A skinhead is a member of a subculture that originated among working class youths in London, England in the 1960s. Named for their close-cropped or shaven heads, the first skinheads were greatly influenced by West Indian/Jamaican rude boys and British mods, in terms of fashion, music and lifestyle.
Skinheads range from a clean-cut 1960s mod-influenced style to less-strict punk and hardcore influenced styles when the skinhead subculture was revived in the late 1970’s after the introduction of punk rock.
From 1979 onwards, punk-influenced skinheads with shorter hair, higher boots and less emphasis on traditional styles grew in numbers and grabbed media attention, mostly due to football hooliganism.

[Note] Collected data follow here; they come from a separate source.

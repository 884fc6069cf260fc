//! HTML word cloud rendering.
//!
//! Each word becomes a `<span>` whose font size grows linearly with its
//! count, from `min_font_px` for the least frequent word in the list to
//! `max_font_px` for the most frequent one.

use std::fmt::Write as _;

use crate::config::report::CloudConfig;
use crate::data_structures::word_count_trie::WordCount;

/// Escapes the characters that are significant in HTML text and attributes.
pub fn escape_html(text: &str) -> String {
    let mut escaped = String::with_capacity(text.len());
    for c in text.chars() {
        match c {
            '&' => escaped.push_str("&amp;"),
            '<' => escaped.push_str("&lt;"),
            '>' => escaped.push_str("&gt;"),
            '"' => escaped.push_str("&quot;"),
            '\'' => escaped.push_str("&#39;"),
            _ => escaped.push(c),
        }
    }
    escaped
}

/// Font size in pixels for `count`, given the count range of the list.
pub fn font_size(count: u64, min_count: u64, max_count: u64, config: &CloudConfig) -> u32 {
    if max_count <= min_count {
        return config.max_font_px;
    }

    let span_px = u128::from(config.max_font_px.saturating_sub(config.min_font_px));
    let offset = u128::from(count.clamp(min_count, max_count) - min_count);
    let range = u128::from(max_count - min_count);
    let extra = (offset * span_px + range / 2) / range;

    // extra <= span_px, which came from a u32
    config.min_font_px + extra as u32
}

/// Renders `entries` as a standalone HTML document, in the order given.
pub fn render_html(entries: &[WordCount], config: &CloudConfig) -> String {
    let min_count = entries.iter().map(|e| e.count).min().unwrap_or(0);
    let max_count = entries.iter().map(|e| e.count).max().unwrap_or(0);
    let mut html = String::new();
    // Writing to a String cannot fail.
    let _ = write_html(&mut html, entries, config, (min_count, max_count));

    tracing::debug!(words = entries.len(), min_count, max_count, "Rendered word cloud");
    html
}

fn write_html(
    html: &mut String,
    entries: &[WordCount],
    config: &CloudConfig,
    (min_count, max_count): (u64, u64),
) -> std::fmt::Result {
    let title = escape_html(&config.title);
    let separator = escape_html(&config.separator);

    writeln!(html, "<!DOCTYPE html>")?;
    writeln!(html, "<html>")?;
    writeln!(html, "<head>")?;
    writeln!(html, "<meta charset=\"utf-8\">")?;
    writeln!(html, "<title>{title}</title>")?;
    writeln!(html, "<style>")?;
    writeln!(html, "body {{ font-family: sans-serif; }}")?;
    writeln!(html, ".cloud {{ max-width: 60em; margin: 2em auto; text-align: center; line-height: 1.4; }}")?;
    writeln!(html, "</style>")?;
    writeln!(html, "</head>")?;
    writeln!(html, "<body>")?;
    writeln!(html, "<h1>{title}</h1>")?;
    writeln!(html, "<div class=\"cloud\">")?;

    for (index, entry) in entries.iter().enumerate() {
        if index > 0 {
            writeln!(html, "{separator}")?;
        }
        let size = font_size(entry.count, min_count, max_count, config);
        let word = escape_html(&entry.word);
        write!(
            html,
            "<span style=\"font-size: {size}px\" title=\"{word}: {count}\">{word}</span>",
            count = entry.count
        )?;
    }
    if !entries.is_empty() {
        writeln!(html)?;
    }

    writeln!(html, "</div>")?;
    writeln!(html, "</body>")?;
    writeln!(html, "</html>")
}
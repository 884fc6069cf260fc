//! Report configuration module.
//!
//! This module defines how many words are reported and how the HTML word
//! cloud is laid out.

use super::ConfigResult;
use super::Validate;
use crate::error::config::ConfigError;
use serde::{Deserialize, Serialize};

/// Report configuration.
#[derive(Debug, Clone, Serialize, Deserialize, PartialEq, Eq, Default)]
pub struct ReportConfig {
    /// Maximum number of words to report (None for all of them)
    pub limit: Option<usize>,

    /// Word cloud settings
    pub cloud: CloudConfig,
}

impl Validate for ReportConfig {
    fn validate(&self) -> ConfigResult<()> {
        if self.limit == Some(0) {
            return Err(ConfigError::ValueOutOfRange {
                key: "report.limit".to_string(),
                message: "must be greater than 0 when set".to_string(),
            });
        }

        self.cloud.validate()
    }
}

/// HTML word cloud configuration.
#[derive(Debug, Clone, Serialize, Deserialize, PartialEq, Eq)]
pub struct CloudConfig {
    /// Title of the generated page
    pub title: String,

    /// Text placed between two words
    pub separator: String,

    /// Font size in pixels for the least frequent word
    pub min_font_px: u32,

    /// Font size in pixels for the most frequent word
    pub max_font_px: u32,
}

impl Default for CloudConfig {
    fn default() -> Self {
        Self {
            title: "Word Cloud".to_string(),
            separator: " ".to_string(),
            min_font_px: 12,
            max_font_px: 72,
        }
    }
}

impl Validate for CloudConfig {
    fn validate(&self) -> ConfigResult<()> {
        if self.min_font_px == 0 {
            return Err(ConfigError::ValueOutOfRange {
                key: "report.cloud.min_font_px".to_string(),
                message: "must be greater than 0".to_string(),
            });
        }

        if self.min_font_px > self.max_font_px {
            return Err(ConfigError::ValidationError(format!(
                "min_font_px ({}) must not exceed max_font_px ({})",
                self.min_font_px, self.max_font_px
            )));
        }

        Ok(())
    }
}
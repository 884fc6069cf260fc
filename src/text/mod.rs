//! Text handling for Wordtally.
//!
//! Turns raw text into the clean word tokens the counter expects: tokens are
//! split on whitespace, optionally lowercased, stripped of surrounding
//! punctuation, and filtered against a stop-word list.

mod loader;
mod stop_words;

pub use loader::{LoadStats, WordLoader};
pub use stop_words::StopWords;

use crate::config::tokenizer::TokenizerConfig;

/// Strips characters in `punctuation` from both ends of `token`.
///
/// Characters inside the token are kept, so `"don't!"` becomes `"don't"`.
pub fn strip_punctuation<'a>(token: &'a str, punctuation: &str) -> &'a str {
    token.trim_matches(|c: char| punctuation.contains(c))
}

/// Cleans one raw token according to `config`.
///
/// Returns `None` when nothing is left, so empty words never reach a counter.
pub fn normalize_token(token: &str, config: &TokenizerConfig) -> Option<String> {
    let stripped = strip_punctuation(token, &config.punctuation).trim();
    if stripped.is_empty() {
        return None;
    }

    if config.lowercase {
        Some(stripped.to_lowercase())
    } else {
        Some(stripped.to_string())
    }
}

This explains better what I was trying to touch on about how subcultures merge from others. It seems that the Punk subculture grew from the skinheads as well as the the more clean cut mods.
Dick Hebdige
Subculture - The Meaning of Style
Punks
“It reminds me of the T.V. series “Roots”, seeing those chains and the dog collar round the neck.” (A punk’s mother interviewed in Women’s Own, 15 October 1977)
The punk aesthetic, formulated in the widening gap between artist and audience, can be read as an attempt to expose glam rock’s implicit contradictions. The punks capitulated to alienation, losing themselves in the unfamiliar contours of an alien form. In this way, the very factors which had dictated skinheads’ withdrawal in the late 60’s facilitated the punks’ involvement a decade later.
"a subculture... signals a break down of consensus." (Dick Hebdige)
These extracts I found in Subculture - The Meaning of Style, explain how subcultures are always resisting the mainstream. It is:
a) a refusal to participate in mainstream culture.
b) a desire to subvert or parody.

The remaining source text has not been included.